Greyledge Farm pasture-raised beef, chicken and pigs have less fat than most meats available in supermarkets and butcher shops. The meats are leaner as a result of differences in the diet of our animals and the absence of steroids, hormones and related medication. As a result, we recommend that you keep the following in mind as you prepare and cook Greyledge meats:

Beef

  • Season or marinade the meat just prior to cooking.
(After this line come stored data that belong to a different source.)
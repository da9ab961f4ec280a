use std::time::Duration;
use std::fmt;

use serde_json::json;

/// Policy events emitted during execution.
///
/// All policies and subsystems emit structured events that describe their
/// behavior. These events can be collected, aggregated, and used for
/// observability, monitoring, or autonomous control.
#[derive(Debug, Clone, PartialEq)]
#[non_exhaustive]
pub enum PolicyEvent {
    /// Retry policy events
    Retry(RetryEvent),
    /// Circuit breaker events
    CircuitBreaker(CircuitBreakerEvent),
    /// Bulkhead events
    Bulkhead(BulkheadEvent),
    /// Timeout events
    Timeout(TimeoutEvent),
    /// Request outcome events (emitted by all policies)
    Request(RequestOutcome),
    /// Tenant Process Supervisor events
    Supervisor(SupervisorEvent),
    /// Command Buffer admission events
    Buffer(BufferEvent),
    /// Wire Envelope dispatch events
    Dispatch(DispatchEvent),
}

/// Events emitted by the Tenant Process Supervisor.
#[derive(Debug, Clone, PartialEq, Eq)]
pub enum SupervisorEvent {
    /// A worker finished its spawn sequence and reached `Ready`.
    Spawned { tenant_id: String, generation: u64, port: u16 },
    /// A worker's spawn sequence failed before reaching `Ready`.
    SpawnFailed { tenant_id: String, reason: String },
    /// A worker's health probe failed.
    HealthCheckFailed { tenant_id: String, consecutive_failures: u32 },
    /// A worker was restarted after exceeding `health_failures_to_restart`.
    Restarted { tenant_id: String, generation: u64 },
    /// A worker's record transitioned to `Stopped`.
    Stopped { tenant_id: String },
    /// A tenant was parked in `Failed` after exhausting its restart budget.
    Parked { tenant_id: String, restart_count: u32 },
}

/// Events emitted by the Command Buffer.
#[derive(Debug, Clone, Copy, PartialEq, Eq)]
pub enum BufferEvent {
    /// A command or query was admitted.
    Admitted { in_flight: usize, capacity: usize },
    /// A command was rejected because the buffer was full.
    Overloaded { in_flight: usize, capacity: usize },
    /// A queued-but-not-yet-started command was cancelled.
    Cancelled,
}

/// Events emitted by the Wire Envelope dispatcher.
#[derive(Debug, Clone, PartialEq, Eq)]
pub enum DispatchEvent {
    /// No handler registered for the envelope's `op_name`.
    UnknownOp { op_name: String },
    /// `payload_bytes` failed to decode for a known `op_name`.
    BadPayload { op_name: String },
    /// A handler returned an application-level error.
    HandlerError { op_name: String },
}

/// Events emitted by retry policies.
#[derive(Debug, Clone, PartialEq, Eq)]
pub enum RetryEvent {
    /// A retry attempt is about to be made.
    ///
    /// Emitted before sleeping and retrying a failed request.
    Attempt {
        /// The attempt number (1-indexed)
        attempt: usize,
        /// The backoff delay before this retry
        delay: Duration,
    },
    /// All retry attempts have been exhausted.
    ///
    /// Emitted when the maximum number of retries is reached
    /// and the request still fails.
    Exhausted {
        /// Total number of attempts made
        total_attempts: usize,
        /// Total time spent retrying
        total_duration: Duration,
    },
}

/// Events emitted by circuit breaker policies.
#[derive(Debug, Clone, Copy, PartialEq, Eq)]
pub enum CircuitBreakerEvent {
    /// Circuit transitioned to open state.
    ///
    /// Subsequent requests will be rejected immediately without
    /// being forwarded to the inner service.
    Opened {
        /// Number of consecutive failures that triggered the open
        failure_count: usize,
    },
    /// Circuit transitioned to half-open state.
    ///
    /// A limited number of test requests will be allowed through
    /// to determine if the inner service has recovered.
    HalfOpen,
    /// Circuit transitioned to closed state.
    ///
    /// Normal operation resumes - all requests are forwarded.
    Closed,
}

/// Events emitted by bulkhead policies.
#[derive(Debug, Clone, Copy, PartialEq, Eq)]
pub enum BulkheadEvent {
    /// A request successfully acquired a bulkhead permit.
    ///
    /// The request will proceed to the inner service.
    Acquired {
        /// Current number of active requests
        active_count: usize,
        /// Maximum concurrency limit
        max_concurrency: usize,
    },
    /// A request was rejected due to bulkhead saturation.
    ///
    /// All available permits are in use.
    Rejected {
        /// Current number of active requests
        active_count: usize,
        /// Maximum concurrency limit
        max_concurrency: usize,
    },
}

/// Events emitted by timeout policies.
#[derive(Debug, Clone, Copy, PartialEq, Eq)]
pub enum TimeoutEvent {
    /// A request exceeded the timeout duration.
    ///
    /// The request was cancelled and an error returned.
    Occurred {
        /// The timeout duration that was exceeded
        timeout: Duration,
    },
}

/// Request outcome events emitted by all policies.
#[derive(Debug, Clone, Copy, PartialEq, Eq)]
pub enum RequestOutcome {
    /// Request completed successfully.
    Success {
        /// Time taken to complete the request
        duration: Duration,
    },
    /// Request failed with an error.
    Failure {
        /// Time taken before failure
        duration: Duration,
    },
}

impl fmt::Display for PolicyEvent {
    fn fmt(&self, f: &mut fmt::Formatter<'_>) -> fmt::Result {
        match self {
            PolicyEvent::Retry(event) => write!(f, "Retry::{}", event),
            PolicyEvent::CircuitBreaker(event) => write!(f, "CircuitBreaker::{}", event),
            PolicyEvent::Bulkhead(event) => write!(f, "Bulkhead::{}", event),
            PolicyEvent::Timeout(event) => write!(f, "Timeout::{}", event),
            PolicyEvent::Request(event) => write!(f, "Request::{}", event),
            PolicyEvent::Supervisor(event) => write!(f, "Supervisor::{}", event),
            PolicyEvent::Buffer(event) => write!(f, "Buffer::{}", event),
            PolicyEvent::Dispatch(event) => write!(f, "Dispatch::{}", event),
        }
    }
}

impl fmt::Display for SupervisorEvent {
    fn fmt(&self, f: &mut fmt::Formatter<'_>) -> fmt::Result {
        match self {
            SupervisorEvent::Spawned { tenant_id, generation, port } => {
                write!(f, "Spawned({tenant_id}, gen={generation}, port={port})")
            }
            SupervisorEvent::SpawnFailed { tenant_id, reason } => {
                write!(f, "SpawnFailed({tenant_id}, {reason})")
            }
            SupervisorEvent::HealthCheckFailed { tenant_id, consecutive_failures } => {
                write!(f, "HealthCheckFailed({tenant_id}, failures={consecutive_failures})")
            }
            SupervisorEvent::Restarted { tenant_id, generation } => {
                write!(f, "Restarted({tenant_id}, gen={generation})")
            }
            SupervisorEvent::Stopped { tenant_id } => write!(f, "Stopped({tenant_id})"),
            SupervisorEvent::Parked { tenant_id, restart_count } => {
                write!(f, "Parked({tenant_id}, restarts={restart_count})")
            }
        }
    }
}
Salting too early may draw moisture out of meat.
  • Don't cook directly over the highest heat or sear as hard.
  • Turn the meat several times during cooking and keep the heat even.
  • Grass-fed beef typically cooks in about 30% less time than corn-fed beef.

Chicken

  • Use butter or oil on the skin and baste often to compensate for the absence of fatty deposits.
  • Bake or roast at slightly lower temperatures.
  • Tent with foil to prevent dryness.

Pork

  • Coat chops lightly in oil to prevent drying and sticking.
  • Pre-heat your oven, pan or grill.
  • When grilling, sear the meat quickly over a high heat on each side to seal in its natural juices and then reduce heat to medium or low to finish cooking.
  • Use tongs instead of a fork to turn your pork to prevent loss of juices.